Um die Verbraucher zu beruhigen, und um mehr Schutz zu erreichen, stellte Bundesverbraucherministerin Aigner bereits Mitte Januar 2011 einen Zehn-Punkte-Aktionsplan für schärfere Futtermittelkontrollen vor. Und Ende 2011 meldete die Ministerin: Erfolgreiche Umsetzung. "Der Bund hat entschlossen und schnell gehandelt. Innerhalb eines Jahres haben wir mit einer Verschärfung von Bestimmungen auf EU-Ebene und in Deutschland erreicht, dass die Verbraucher künftig noch besser vor unerwünschten Stoffen in Lebensmitteln geschützt sind", so Aigner. Sie verwies auf drei Regelungen:

Meldepflicht für private Labore: Diese müssen ihre Analyseergebnisse an Behörden melden, wenn sie bedenkliche Mengen an unerwünschten Stoffen in Futter- und Lebensmitteln nachweisen. Verschärfung des Strafrahmens: Wer Lebensmittel in den Handel bringt, die für den Verkehr nicht geeignet sind, und hierdurch für sich oder andere große Vermögensvorteile erlangt, kann mit einer Freiheitsstrafe von bis zu zwei Jahren bestraft werden. Aufbau eines Frühwarnsystems: Die Mitteilungspflichten über Gehalte an Dioxinen und ähnlichen Stoffen in Lebens- oder Futtermitteln wurden neu geregelt.

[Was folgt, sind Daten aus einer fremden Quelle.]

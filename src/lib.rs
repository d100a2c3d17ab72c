pub mod analyzers;
pub mod cleaner;
pub mod config;
pub mod fetch;
pub mod output;
pub mod parser;
pub mod pipeline;
pub mod presenter;
pub mod record;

"Allein durch die Anzeigepflicht für private Laboratorien ist die Wahrscheinlichkeit deutlich höher, dass eine Belastung von Futtermitteln durch Dioxine eher erkannt wird", sagt eine Sprecherin des Magdeburger Landwirtschaftsministeriums. Sie weist zudem darauf hin, dass im Bereich der fettverarbeitenden Futtermittel-Hersteller die Kontrollen verstärkt wurden. Sachsen-Anhalt verfüge mit 23 Futtermittel-Kontrolleuren im Bundesvergleich über eine gute personelle Ausstattung.

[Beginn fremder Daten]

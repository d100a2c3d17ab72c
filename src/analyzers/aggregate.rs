use crate::analyzers::types::{Aggregates, CountEntry, CountResult};
use crate::record::{COUNTRY, Column, REGION, SECTOR, SIZE_CATEGORY, Table};
use std::collections::HashMap;

pub const TOP_SECTORS: usize = 10;
pub const TOP_REGIONS: usize = 10;
pub const TOP_COUNTRIES: usize = 5;

/// Counts occurrences of each value, most frequent first.
///
/// Sorting is stable, so values with equal counts keep the order in which
/// they were first seen. Missing values are not counted. The result is cut
/// to `limit` entries when one is given.
pub fn count_by<'a, I>(column: &str, values: I, limit: Option<usize>) -> CountResult
where
    I: IntoIterator<Item = Option<&'a str>>,
{
    let mut index: HashMap<&str, usize> = HashMap::new();
    let mut entries: Vec<CountEntry> = Vec::new();
    let mut total = 0;

    for value in values.into_iter().flatten() {
        total += 1;
        match index.get(value) {
            Some(&i) => entries[i].count += 1,
            None => {
                index.insert(value, entries.len());
                entries.push(CountEntry {
                    value: value.to_string(),
                    count: 1,
                });
            }
        }
    }

    entries.sort_by(|a, b| b.count.cmp(&a.count));
    if let Some(limit) = limit {
        entries.truncate(limit);
    }

    CountResult {
        column: column.to_string(),
        total,
        entries,
    }
}

/// Builds the sector, region, size category and country frequency lists.
pub fn aggregate(table: &Table) -> Aggregates {
    Aggregates {
        sectors: count_by(SECTOR, table.values(Column::Sector), Some(TOP_SECTORS)),
        regions: count_by(REGION, table.values(Column::Region), Some(TOP_REGIONS)),
        size_categories: count_by(SIZE_CATEGORY, table.values(Column::SizeCategory), None),
        countries: count_by(COUNTRY, table.values(Column::Country), Some(TOP_COUNTRIES)),
    }
}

Mehr Schnelltests gefordert

Die Verbraucherschutzorganisation Foodwatch hält den Aktionsplan dagegen für gescheitert. Verbraucherschützer Matthias Wolfschmidt nennt die Meldepflicht folgenlos: "Wenn ein Futtermittelbetrieb selbst Grenzwertüberschreitungen meldet, geht er straffrei aus - auch wenn die dioxinbelasteten Futtermittel längst verkauft sind. Das Präventionsziel wird ad absurdum geführt." Weiter hält Wolfschmidt die Kontrollpflicht der Betriebe für ungenügend. So sollen Fett-Herstellern Dioxintests für eine Charge von bis zu 2 000 Tonnen vorgeschrieben werden. "Dies sind 100 Lkw-Ladungen. Damit sind Manipulationen Tür und Tor geöffnet", meint Wolfschmidt. Foodwatch fordert, die Betriebe müssten verpflichtet werden, lückenlos alle Bestandteile ihrer Futtermittel auf Dioxin zu testen. Durch sogenannte Schnelltests sei dies auch finanziell machbar. "Es muss nicht alles getestet werden, aber deutlich mehr als heute."

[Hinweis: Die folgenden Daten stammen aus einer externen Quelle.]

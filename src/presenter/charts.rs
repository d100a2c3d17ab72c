//! Chart rendering with [`plotters`].
//!
//! Charts are drawn into in-memory SVG documents, which keeps rendering free
//! of system font and image dependencies. Callers decide where, if anywhere,
//! the SVG ends up.

use plotters::coord::Shift;
use plotters::element::Pie;
use plotters::prelude::*;
use thiserror::Error;

use crate::analyzers::types::CountResult;
use crate::record::SizeCategory;

/// Errors that can occur during chart generation
#[derive(Error, Debug)]
pub enum ChartError {
    #[error("Failed to create drawing area: {0}")]
    DrawingArea(String),

    #[error("Failed to configure chart: {0}")]
    ChartConfig(String),

    #[error("Failed to draw chart elements: {0}")]
    Drawing(String),

    #[error("Invalid data: {0}")]
    InvalidData(String),
}

type Result<T> = core::result::Result<T, ChartError>;

/// Pixel dimensions of a rendered chart.
#[derive(Debug, Clone, Copy, PartialEq, Eq)]
pub struct ChartSize {
    pub width: u32,
    pub height: u32,
}

impl Default for ChartSize {
    fn default() -> Self {
        Self {
            width: 1000,
            height: 600,
        }
    }
}

/// Slice and bar colors, in pick order.
const PALETTE: [RGBColor; 10] = [
    RGBColor(31, 119, 180),
    RGBColor(255, 127, 14),
    RGBColor(44, 160, 44),
    RGBColor(214, 39, 40),
    RGBColor(148, 103, 189),
    RGBColor(140, 86, 75),
    RGBColor(227, 119, 194),
    RGBColor(127, 127, 127),
    RGBColor(188, 189, 34),
    RGBColor(23, 190, 207),
];

const FONT: &str = "sans-serif";

/// Horizontal bar chart: one bar per entry, value on the y axis, count on
/// the x axis, most frequent at the top.
pub fn horizontal_bar_chart(
    counts: &CountResult,
    title: &str,
    x_label: &str,
    y_label: &str,
    size: ChartSize,
) -> Result<String> {
    if counts.is_empty() {
        return Err(ChartError::InvalidData(format!(
            "No {} values to chart",
            counts.column
        )));
    }

    let mut svg = String::new();
    {
        let root = SVGBackend::with_string(&mut svg, (size.width, size.height)).into_drawing_area();
        draw_horizontal_bars(&root, counts, title, x_label, y_label)?;
        root.present()
            .map_err(|e| ChartError::Drawing(e.to_string()))?;
    }
    Ok(svg)
}

fn draw_horizontal_bars<DB: DrawingBackend>(
    root: &DrawingArea<DB, Shift>,
    counts: &CountResult,
    title: &str,
    x_label: &str,
    y_label: &str,
) -> Result<()> {
    root.fill(&WHITE)
        .map_err(|e| ChartError::DrawingArea(e.to_string()))?;

    // Reversed so the largest count sits at the top of the y axis.
    let labels: Vec<&str> = counts
        .entries
        .iter()
        .rev()
        .map(|e| e.value.as_str())
        .collect();
    let bars = counts.entries.len() as u32;
    let x_max = axis_max(counts.entries.iter().map(|e| e.count));

    let mut chart = ChartBuilder::on(root)
        .caption(title, (FONT, 28))
        .margin(20)
        .x_label_area_size(50)
        .y_label_area_size(160)
        .build_cartesian_2d(0u32..x_max, (0u32..bars).into_segmented())
        .map_err(|e| ChartError::ChartConfig(e.to_string()))?;

    chart
        .configure_mesh()
        .disable_y_mesh()
        .x_desc(x_label)
        .y_desc(y_label)
        // integer axes never step below 1, so an oversized hint labels every bar
        .y_labels(labels.len() * 2 + 1)
        .y_label_formatter(&|v: &SegmentValue<u32>| match v {
            SegmentValue::CenterOf(i) => labels
                .get(*i as usize)
                .map_or_else(String::new, |l| l.to_string()),
            _ => String::new(),
        })
        .label_style((FONT, 14))
        .draw()
        .map_err(|e| ChartError::Drawing(e.to_string()))?;

    chart
        .draw_series(
            Histogram::horizontal(&chart)
                .style(PALETTE[0].filled())
                .margin(4)
                .data(
                    counts
                        .entries
                        .iter()
                        .rev()
                        .enumerate()
                        .map(|(i, e)| (i as u32, e.count as u32)),
                ),
        )
        .map_err(|e| ChartError::Drawing(e.to_string()))?;

    Ok(())
}

/// Pie chart of the entries' counts with a percentage label on each slice.
pub fn pie_chart(counts: &CountResult, title: &str, size: ChartSize) -> Result<String> {
    if counts.is_empty() {
        return Err(ChartError::InvalidData(format!(
            "No {} values to chart",
            counts.column
        )));
    }

    let mut svg = String::new();
    {
        let root = SVGBackend::with_string(&mut svg, (size.width, size.height)).into_drawing_area();
        draw_pie(&root, counts, title)?;
        root.present()
            .map_err(|e| ChartError::Drawing(e.to_string()))?;
    }
    Ok(svg)
}

fn draw_pie<DB: DrawingBackend>(
    root: &DrawingArea<DB, Shift>,
    counts: &CountResult,
    title: &str,
) -> Result<()> {
    root.fill(&WHITE)
        .map_err(|e| ChartError::DrawingArea(e.to_string()))?;
    let area = root
        .titled(title, (FONT, 28))
        .map_err(|e| ChartError::DrawingArea(e.to_string()))?;

    let (width, height) = area.dim_in_pixel();
    let center = (width as i32 / 2, height as i32 / 2);
    let radius = f64::from(width.min(height)) * 0.35;

    let sizes: Vec<f64> = counts.entries.iter().map(|e| e.count as f64).collect();
    let colors: Vec<RGBColor> = (0..sizes.len())
        .map(|i| PALETTE[i % PALETTE.len()])
        .collect();
    let labels: Vec<&str> = counts.entries.iter().map(|e| e.value.as_str()).collect();

    let mut pie = Pie::new(&center, &radius, &sizes, &colors, &labels);
    pie.start_angle(90.0);
    pie.label_style((FONT, 18).into_font().color(&BLACK));
    pie.percentages((FONT, radius * 0.08).into_font().color(&WHITE));

    area.draw(&pie)
        .map_err(|e| ChartError::Drawing(e.to_string()))?;

    Ok(())
}

/// Vertical bar chart of size categories, always in Small, Medium, Large,
/// Unknown order; categories without rows get an empty bar.
pub fn size_category_chart(counts: &CountResult, title: &str, size: ChartSize) -> Result<String> {
    if counts.is_empty() {
        return Err(ChartError::InvalidData(format!(
            "No {} values to chart",
            counts.column
        )));
    }

    let mut svg = String::new();
    {
        let root = SVGBackend::with_string(&mut svg, (size.width, size.height)).into_drawing_area();
        draw_size_categories(&root, counts, title)?;
        root.present()
            .map_err(|e| ChartError::Drawing(e.to_string()))?;
    }
    Ok(svg)
}

fn draw_size_categories<DB: DrawingBackend>(
    root: &DrawingArea<DB, Shift>,
    counts: &CountResult,
    title: &str,
) -> Result<()> {
    root.fill(&WHITE)
        .map_err(|e| ChartError::DrawingArea(e.to_string()))?;

    let bars = category_counts(counts);
    let y_max = axis_max(bars.iter().map(|(_, count)| *count));

    let mut chart = ChartBuilder::on(root)
        .caption(title, (FONT, 28))
        .margin(20)
        .x_label_area_size(50)
        .y_label_area_size(60)
        .build_cartesian_2d(
            (0u32..SizeCategory::ALL.len() as u32).into_segmented(),
            0u32..y_max,
        )
        .map_err(|e| ChartError::ChartConfig(e.to_string()))?;

    chart
        .configure_mesh()
        .disable_x_mesh()
        .x_desc("Size Category")
        .y_desc("Count")
        .x_labels(SizeCategory::ALL.len() * 2 + 1)
        .x_label_formatter(&|v: &SegmentValue<u32>| match v {
            SegmentValue::CenterOf(i) => SizeCategory::ALL
                .get(*i as usize)
                .map_or_else(String::new, |c| c.to_string()),
            _ => String::new(),
        })
        .label_style((FONT, 14))
        .draw()
        .map_err(|e| ChartError::Drawing(e.to_string()))?;

    chart
        .draw_series(
            Histogram::vertical(&chart)
                .style(PALETTE[0].filled())
                .margin(10)
                .data(
                    bars.iter()
                        .enumerate()
                        .map(|(i, (_, count))| (i as u32, *count as u32)),
                ),
        )
        .map_err(|e| ChartError::Drawing(e.to_string()))?;

    Ok(())
}

/// Counts per size category in display order, zero for absent categories.
pub fn category_counts(counts: &CountResult) -> Vec<(SizeCategory, usize)> {
    SizeCategory::ALL
        .iter()
        .map(|c| (*c, counts.count_of(c.as_str())))
        .collect()
}

/// Upper bound of a count axis, leaving headroom above the tallest bar.
fn axis_max(counts: impl Iterator<Item = usize>) -> u32 {
    let max = counts.max().unwrap_or(0) as u32;
    max + (max / 10).max(1)
}

#[cfg(test)]
mod tests {
    use super::*;
    use crate::analyzers::aggregate::count_by;

    #[test]
    fn test_empty_counts_are_rejected() {
        let empty = count_by("sector", std::iter::empty(), None);
        let size = ChartSize::default();

        assert!(matches!(
            horizontal_bar_chart(&empty, "t", "x", "y", size),
            Err(ChartError::InvalidData(_))
        ));
        assert!(matches!(
            pie_chart(&empty, "t", size),
            Err(ChartError::InvalidData(_))
        ));
        assert!(matches!(
            size_category_chart(&empty, "t", size),
            Err(ChartError::InvalidData(_))
        ));
    }

    #[test]
    fn test_category_counts_fill_missing_categories() {
        let counts = count_by("size_category", ["Large", "Small", "Large"].map(Some), None);

        assert_eq!(
            category_counts(&counts),
            vec![
                (SizeCategory::Small, 1),
                (SizeCategory::Medium, 0),
                (SizeCategory::Large, 2),
                (SizeCategory::Unknown, 0),
            ]
        );
    }

    #[test]
    fn test_axis_max_leaves_headroom() {
        assert_eq!(axis_max([0].into_iter()), 1);
        assert_eq!(axis_max([3, 7].into_iter()), 8);
        assert_eq!(axis_max([40].into_iter()), 44);
    }

    #[test]
    fn test_horizontal_bar_chart_renders_svg() {
        let counts = count_by("sector", ["fintech", "biotech", "fintech"].map(Some), None);

        let svg = horizontal_bar_chart(
            &counts,
            "Top Sectors",
            "Count",
            "Sector",
            ChartSize::default(),
        )
        .unwrap();

        assert!(svg.contains("<svg"));
        assert!(svg.contains("Top Sectors"));
        assert!(svg.contains("fintech"));
        assert!(svg.contains("biotech"));
    }

    #[test]
    fn test_pie_chart_renders_svg() {
        let counts = count_by(
            "country",
            ["ca", "germany", "ca", "japan"].map(Some),
            Some(5),
        );

        let svg = pie_chart(&counts, "Top Countries", ChartSize::default()).unwrap();

        assert!(svg.contains("Top Countries"));
        assert!(svg.contains("germany"));
    }

    #[test]
    fn test_size_category_chart_renders_svg() {
        let counts = count_by("size_category", ["Small", "Unknown"].map(Some), None);

        let svg = size_category_chart(&counts, "Sizes", ChartSize::default()).unwrap();

        assert!(svg.contains("Medium"));
        assert!(svg.contains("Large"));
    }
}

Einige Firmen wie der Mischfutter-Hersteller Safu haben die Initiative ergriffen. "Jede Tonne Fett, die wir beziehen, wird von unseren Lieferanten vorher getestet", sagt Geschäftsführer Naumann. Zudem gebe es mehr staatliche und eigene Kontrollen im Betrieb. "Das Unternehmen gibt es seit 20 Jahren und es soll noch eine ganze Weile weiter bestehen."